Re: Jesus, what a gal!!
Posted: Sat Apr 04, 2015 7:08 am
by Econoline
Hey, LR - Jim has never claimed to be omnipotent....
just omniscient...

Re: Jesus, what a gal!!
Posted: Mon Apr 06, 2015 3:28 pm
by Big RR
Gob wrote:Big RR wrote:While I can understand your questions and doubt, it hardly seems like a charade.
charade
/ʃəˈrɑːd/
noun
1. an episode or act in the game of charades
2. (mainly Brit) an absurd act; travesty
Works for me.
Well Gob, here's where the "common language breaks down--the second definition of "Charade" in the American Heritage dictionary is "a readily perceived pretense" not an "absurd act". It's slightly different, but I hardly see going through the pain and suffering of a crucifixion as a pretense of any sort, even though I could understand how someone could call it absurd.
Re: Jesus, what a gal!!
Posted: Mon Apr 06, 2015 5:17 pm
by MajGenl.Meade
I'd like to see Gob use the word "charade" in the sense of definition #2 above. I've never in all my years as a Brit heard it used in that way. Big RR's 'readily perceived pretense' is a normal usage in the YooK.

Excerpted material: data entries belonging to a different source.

#[cfg(test)]
mod tests {
    use super::*;
    use crate::engine::thread;
    use crate::globals::TenantFlags;
    use std::sync::atomic::AtomicUsize;

    fn runtime() -> TenantRuntime {
        TenantRuntime::builder()
            .flags(TenantFlags::with_thread_stop())
            .build()
            .unwrap()
    }

    #[test]
    fn test_first_attach_moves_to_running() {
        let rt = runtime();
        let c = rt.create(TenantConfiguration::new()).unwrap();
        assert_eq!(c.state(), ContainerState::Starting);
        let inside = c.run(|| current().map(|t| t.id())).unwrap();
        assert_eq!(inside, Some(c.id()));
        assert_eq!(c.state(), ContainerState::Running);
        assert!(current().is_none());
        assert!(c.attached_threads().is_empty());
    }

    #[test]
    fn test_run_inline_when_already_inside() {
        let rt = runtime();
        let c = rt.create(TenantConfiguration::new()).unwrap();
        let depth = c
            .run(|| c.run(|| c.attached_threads().len()).unwrap())
            .unwrap();
        assert_eq!(depth, 1);
    }

    #[test]
    fn test_run_detaches_on_panic() {
        let rt = runtime();
        let c = rt.create(TenantConfiguration::new()).unwrap();
        let result = panic::catch_unwind(AssertUnwindSafe(|| {
            let _ = c.run(|| panic!("task failed"));
        }));
        assert!(result.is_err());
        assert!(c.attached_threads().is_empty());
        assert!(current().is_none());
    }

    #[test]
    fn test_destroy_is_idempotent() {
        let rt = runtime();
        let c = rt.create(TenantConfiguration::new()).unwrap();
        assert_eq!(c.destroy().unwrap(), DestroyOutcome::Destroyed);
        assert_eq!(c.state(), ContainerState::Dead);
        assert_eq!(c.destroy().unwrap(), DestroyOutcome::AlreadyDestroyed);
        assert_eq!(c.state(), ContainerState::Dead);
        assert!(matches!(c.run(|| ()), Err(TenantError::ContainerDead { .. })));
    }

    #[test]
    fn test_destroy_from_inside_is_rejected() {
        let rt = runtime();
        let c = rt.create(TenantConfiguration::new()).unwrap();
        let result = c.run(|| c.destroy()).unwrap();
        assert!(matches!(result, Err(TenantError::IllegalState(_))));
        assert!(c.state().is_alive());
    }

    #[test]
    fn test_hooks_sealed_after_destroy() {
        let rt = runtime();
        let c = rt.create(TenantConfiguration::new()).unwrap();
        let ran = Arc::new(AtomicUsize::new(0));
        let counter = Arc::clone(&ran);
        let id = c
            .add_shutdown_hook(move || {
                counter.fetch_add(1, Ordering::SeqCst);
            })
            .unwrap();
        c.destroy().unwrap();
        assert_eq!(ran.load(Ordering::SeqCst), 1);
        assert!(matches!(c.add_shutdown_hook(|| {}), Err(TenantError::IllegalState(_))));
        assert!(matches!(c.remove_shutdown_hook(id), Err(TenantError::IllegalState(_))));
    }

    #[test]
    fn test_finalizer_runs_inside_container() {
        let rt = runtime();
        let c = rt.create(TenantConfiguration::new()).unwrap();
        let seen = Arc::new(Mutex::new(None));
        let slot = Arc::clone(&seen);
        c.register_finalizer(move || {
            *slot.lock() = current().map(|t| t.id());
        })
        .unwrap();
        c.register_finalizer(|| panic!("bad finalizer")).unwrap();
        c.destroy().unwrap();
        assert_eq!(*seen.lock(), Some(c.id()));
        assert!(current().is_none());
    }

    struct Flagged(AtomicBool);

    impl TenantResource for Flagged {
        fn dispose(&self) {
            self.0.store(true, Ordering::SeqCst);
        }
    }

    #[test]
    fn test_linked_resource_disposed() {
        let rt = runtime();
        let c = rt.create(TenantConfiguration::new()).unwrap();
        let flagged = Arc::new(Flagged(AtomicBool::new(false)));
        let resource: Arc<dyn TenantResource> = flagged.clone();
        c.link_resource(&resource).unwrap();
        c.destroy().unwrap();
        assert!(flagged.0.load(Ordering::SeqCst));
    }

    #[test]
    fn test_properties() {
        let rt = runtime();
        let c = rt.create(TenantConfiguration::new()).unwrap();
        assert_eq!(c.set_property("k", "v").unwrap(), None);
        assert_eq!(c.property("k").as_deref(), Some("v"));
        assert_eq!(c.clear_property("k").unwrap().as_deref(), Some("v"));
        assert!(c.set_property("", "v").is_err());

        c.set_properties(Some(HashMap::from([("a".to_string(), "1".to_string())])));
        assert_eq!(c.properties().len(), 1);
    }

    #[test]
    fn test_spawned_thread_runs_inside() {
        let rt = runtime();
        let c = rt.create(TenantConfiguration::new()).unwrap();
        let handle = c.spawn("worker", || current().map(|t| t.id())).unwrap();
        assert_eq!(handle.join().unwrap(), Some(c.id()));
    }

    #[test]
    fn test_inherited_spawn() {
        let rt = runtime();
        let c = rt.create(TenantConfiguration::new()).unwrap();
        let handle = c
            .run(|| thread::spawn(|| current().map(|t| t.id())))
            .unwrap()
            .unwrap();
        assert_eq!(handle.join().unwrap(), Some(c.id()));
    }

    #[test]
    fn test_spawn_after_destroy_is_rejected() {
        let rt = runtime();
        let c = rt.create(TenantConfiguration::new()).unwrap();
        c.destroy().unwrap();
        let handle = c.spawn("late", || ()).unwrap();
        assert!(matches!(handle.join(), Err(JoinError::Rejected)));
    }

    #[test]
    fn test_occupied_memory_disabled() {
        let rt = runtime();
        let c = rt.create(TenantConfiguration::new()).unwrap();
        assert!(matches!(c.occupied_memory(), Err(TenantError::FeatureDisabled(_))));
        assert!(matches!(c.cpu_time(), Err(TenantError::FeatureDisabled(_))));
    }

    #[test]
    fn test_panic_message() {
        let payload: Box<dyn Any + Send> = Box::new("static");
        assert_eq!(panic_message(payload.as_ref()), "static");
        let payload: Box<dyn Any + Send> = Box::new(String::from("owned"));
        assert_eq!(panic_message(payload.as_ref()), "owned");
    }
}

A charade (not the game) may be absurd but not necessarily so. The assumption in examples is always that the observer did indeed realize it was a charade and therefore readily perceived it as pretense - hence it may in some sense said to be absurd because it was immediately unbelievable.
But suppose two people conduct a charade for some purpose and nobody realises it is pretense. In that case, it is not absurd but remains a charade because the two people who acted it out knew that it was.
Both definitions are therefore flawed.